番外編 私達の結婚式 6 母の手紙
数多ある小説の中で、この拙い小説を選んでページを開いて頂き、ありがとうございます。
夜も更けて、明日に備えてアメリアは早くに自室に戻って眠りについた。
別荘の執務室でジェラルドとライオネルが向き合っていた。
「改まっての話とは何でしょうか?」ジェラルド。
「アメリアちゃんから、少し前に手紙をもらってね。出来ましたら、って感じだったんだ。
それで、これはアメリアちゃん発案の、私からのお届けプレゼントだ」
ライオネルが手紙を差し出した。王室の高級な封筒ではない、簡素な封筒で、開いていた。
「悪いけど、先に読ませてもらった。渡してよいか判断するためにな。渡すべき、いや、渡したいと思った。読め」ライオネル。
「はぁ。わかりました」
気のない返事をして、ジェラルドは手紙を取り出した。
ライオネルは執務室から出ていった。
ジェラルドは無表情に手紙を見た。女性の文字だ。読み進めた。
自己紹介から始まっていた。名前は伏せられていた。
女性は今、男爵の妻として幸福に過ごしている、とあった。
若い頃に好きな男の子供を授かり、産んだこと。理由があり、育てられなかった事を謝る文章だった。
実母からか、とジェラルドは理解した。
ジェラルドは自分を、望まれず生まれてきたと思っていた。処分されなかったのは恩寵持ちであるからだと思っていた。
しかし、手紙には愛が綴られていた。拙いけれど、一生懸命に書かれた手紙。
一方的だけれども、好きな男の子供を授かった喜び。
実家の没落で売られた事。
妊娠を隠して過ごした日々。
娼館主の好意で子を産ませてもらったこと。
しかし、産んだ子を手放さなくてはならなくて、辛かった事。
子の幸せを思って、手放した事。
その子のおかげで、恩人がよい縁を結んでくれて、今、幸せな事。
妻を亡くした夫、母親を亡くした女の子の赤ちゃんから必要とされて、幸せな日を送ったこと。

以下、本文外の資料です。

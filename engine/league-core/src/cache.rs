//! Read-only snapshot of league state for display

use crate::error::Result;
use chrono::{DateTime, Utc};
use league_store::{
    LeagueStore, Player, PlayerId, Roster, ScheduledMatchup, Team, TeamId, TradeProposal,
};
use parking_lot::RwLock;
use std::collections::HashMap;
use std::sync::Arc;

#[derive(Debug, Default)]
struct Snapshot {
    players: HashMap<PlayerId, Player>,
    player_order: Vec<PlayerId>,
    teams: Vec<Team>,
    rosters: HashMap<TeamId, Roster>,
    owners: HashMap<PlayerId, TeamId>,
    schedule: Vec<ScheduledMatchup>,
    proposals: Vec<TradeProposal>,
    refreshed_at: Option<DateTime<Utc>>,
}

/// League cache
///
/// Mutations never read from here; they go to the store and then ask the
/// cache to refresh.
#[derive(Debug, Default)]
pub struct LeagueCache {
    snapshot: Arc<RwLock<Snapshot>>,
}

impl LeagueCache {
    pub fn new() -> Self {
        Self::default()
    }

    /// Re-read every entity from the store and swap the snapshot in one step
    pub async fn refresh(&self, store: &dyn LeagueStore) -> Result<()> {
        let (players, teams, rosters, schedule, proposals) = futures::try_join!(
            store.load_players(),
            store.load_teams(),
            store.load_rosters(),
            store.load_schedule(),
            store.load_trade_proposals(),
        )?;

        let player_order = players.iter().map(|p| p.id).collect();
        let owners = rosters
            .iter()
            .flat_map(|r| r.player_ids().map(move |id| (id, r.team_id)))
            .collect();

        let snapshot = Snapshot {
            players: players.into_iter().map(|p| (p.id, p)).collect(),
            player_order,
            teams,
            rosters: rosters.into_iter().map(|r| (r.team_id, r)).collect(),
            owners,
            schedule,
            proposals,
            refreshed_at: Some(Utc::now()),
        };

        tracing::debug!(
            "League cache refreshed: {} players, {} teams, {} proposals",
            snapshot.players.len(),
            snapshot.teams.len(),
            snapshot.proposals.len()
        );
        *self.snapshot.write() = snapshot;
        Ok(())
    }

    pub fn player(&self, id: PlayerId) -> Option<Player> {
        self.snapshot.read().players.get(&id).cloned()
    }

    /// All players in store order
    pub fn players(&self) -> Vec<Player> {
        let snapshot = self.snapshot.read();
        snapshot.player_order.iter().filter_map(|id| snapshot.players.get(id).cloned()).collect()
    }

    pub fn team(&self, id: TeamId) -> Option<Team> {
        self.snapshot.read().teams.iter().find(|t| t.id == id).cloned()
    }

    pub fn team_by_name(&self, name: &str) -> Option<Team> {
        self.snapshot.read().teams.iter().find(|t| t.name.eq_ignore_ascii_case(name)).cloned()
    }

    pub fn teams(&self) -> Vec<Team> {
        self.snapshot.read().teams.clone()
    }

    pub fn roster(&self, team_id: TeamId) -> Option<Roster> {
        self.snapshot.read().rosters.get(&team_id).cloned()
    }

    /// Rosters ordered by team id
    pub fn rosters(&self) -> Vec<Roster> {
        let mut rosters: Vec<Roster> = self.snapshot.read().rosters.values().cloned().collect();
        rosters.sort_by_key(|r| r.team_id);
        rosters
    }

    pub fn owner_of(&self, player_id: PlayerId) -> Option<TeamId> {
        self.snapshot.read().owners.get(&player_id).copied()
    }

    pub fn schedule(&self) -> Vec<ScheduledMatchup> {
        self.snapshot.read().schedule.clone()
    }

    pub fn matchups_for_week(&self, week: u32) -> Vec<ScheduledMatchup> {
        self.snapshot.read().schedule.iter().filter(|m| m.week == week).copied().collect()
    }

    pub fn proposals(&self) -> Vec<TradeProposal> {
        self.snapshot.read().proposals.clone()
    }

    /// None until the first successful refresh
    pub fn refreshed_at(&self) -> Option<DateTime<Utc>> {
        self.snapshot.read().refreshed_at
    }
}

#[cfg(test)]
mod tests {
    use super::*;
    use league_store::{InMemoryLeagueStore, LeagueSeed, NewTradeProposal};

    #[tokio::test]
    async fn test_refresh_loads_snapshot() {
        let store = InMemoryLeagueStore::from_seed(LeagueSeed::default_league()).unwrap();
        let cache = LeagueCache::new();
        assert!(cache.refreshed_at().is_none());
        assert!(cache.players().is_empty());

        cache.refresh(&store).await.unwrap();
        assert!(cache.refreshed_at().is_some());
        assert_eq!(cache.players().len(), 19);
        assert_eq!(cache.players()[0].id, PlayerId(101));
        assert_eq!(cache.teams().len(), 4);
        assert_eq!(cache.owner_of(PlayerId(302)), Some(TeamId(2)));
        assert_eq!(cache.owner_of(PlayerId(105)), None);
        assert_eq!(cache.matchups_for_week(1).len(), 2);
        assert_eq!(cache.team_by_name("gabriel").map(|t| t.id), Some(TeamId(2)));
        assert_eq!(cache.rosters().iter().map(|r| r.team_id.0).collect::<Vec<_>>(), vec![1, 2, 3, 4]);
    }

    #[tokio::test]
    async fn test_cache_is_stale_until_refreshed() {
        let store = InMemoryLeagueStore::from_seed(LeagueSeed::default_league()).unwrap();
        let cache = LeagueCache::new();
        cache.refresh(&store).await.unwrap();

        store
            .insert_trade_proposal(NewTradeProposal {
                proposing_team_id: TeamId(1),
                receiving_team_id: TeamId(2),
                offered: vec![PlayerId(401)],
                requested: vec![PlayerId(402)],
            })
            .await
            .unwrap();
        assert!(cache.proposals().is_empty());

        cache.refresh(&store).await.unwrap();
        assert_eq!(cache.proposals().len(), 1);
    }
}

女の子を育てながら、手放した我が子を思わない日は無かったこと。
成長した我が子が幸せな結婚をしたと聞いて、本当に嬉しい事。
あなたを産んで、あなたのおかげで、今、幸せです。会うことはしてはいけないけれど、心からあなたの幸福を願っています、と綴られていた。
読み終えたジェラルドは、背もたれに体を傾け、天井を見上げた。
少なくとも、実母には愛されていたらしい。
自分が産まれたおかげで、実母は幸せになったらしい。
「そうか、、、」
ジェラルドのつぶやきは空に消える。
レティシアお祖母様も、「ジェラルドがいてくれて良かった」とよく言う。
自分の存在は、アメリアと子供達だけでなく、レティシアも実母にも幸福をもたらした、らしい。
その事がジェラルドの心を静かに満たしていく。
「母上、私は明日、愛する人と、結婚式を挙げます」
誰もいない執務室で、ジェラルドは届かない言葉を母親に送った。
「私は、幸福です。、、、、母上、あなたも、幸福でありますように」
お読み頂きありがとうございます。
今回はしんみりで。
短いです。
ジェラルドは父親から否定されて、やっぱり悲しいのでは?と思い、母親からは愛されていたという話を入れたかったので。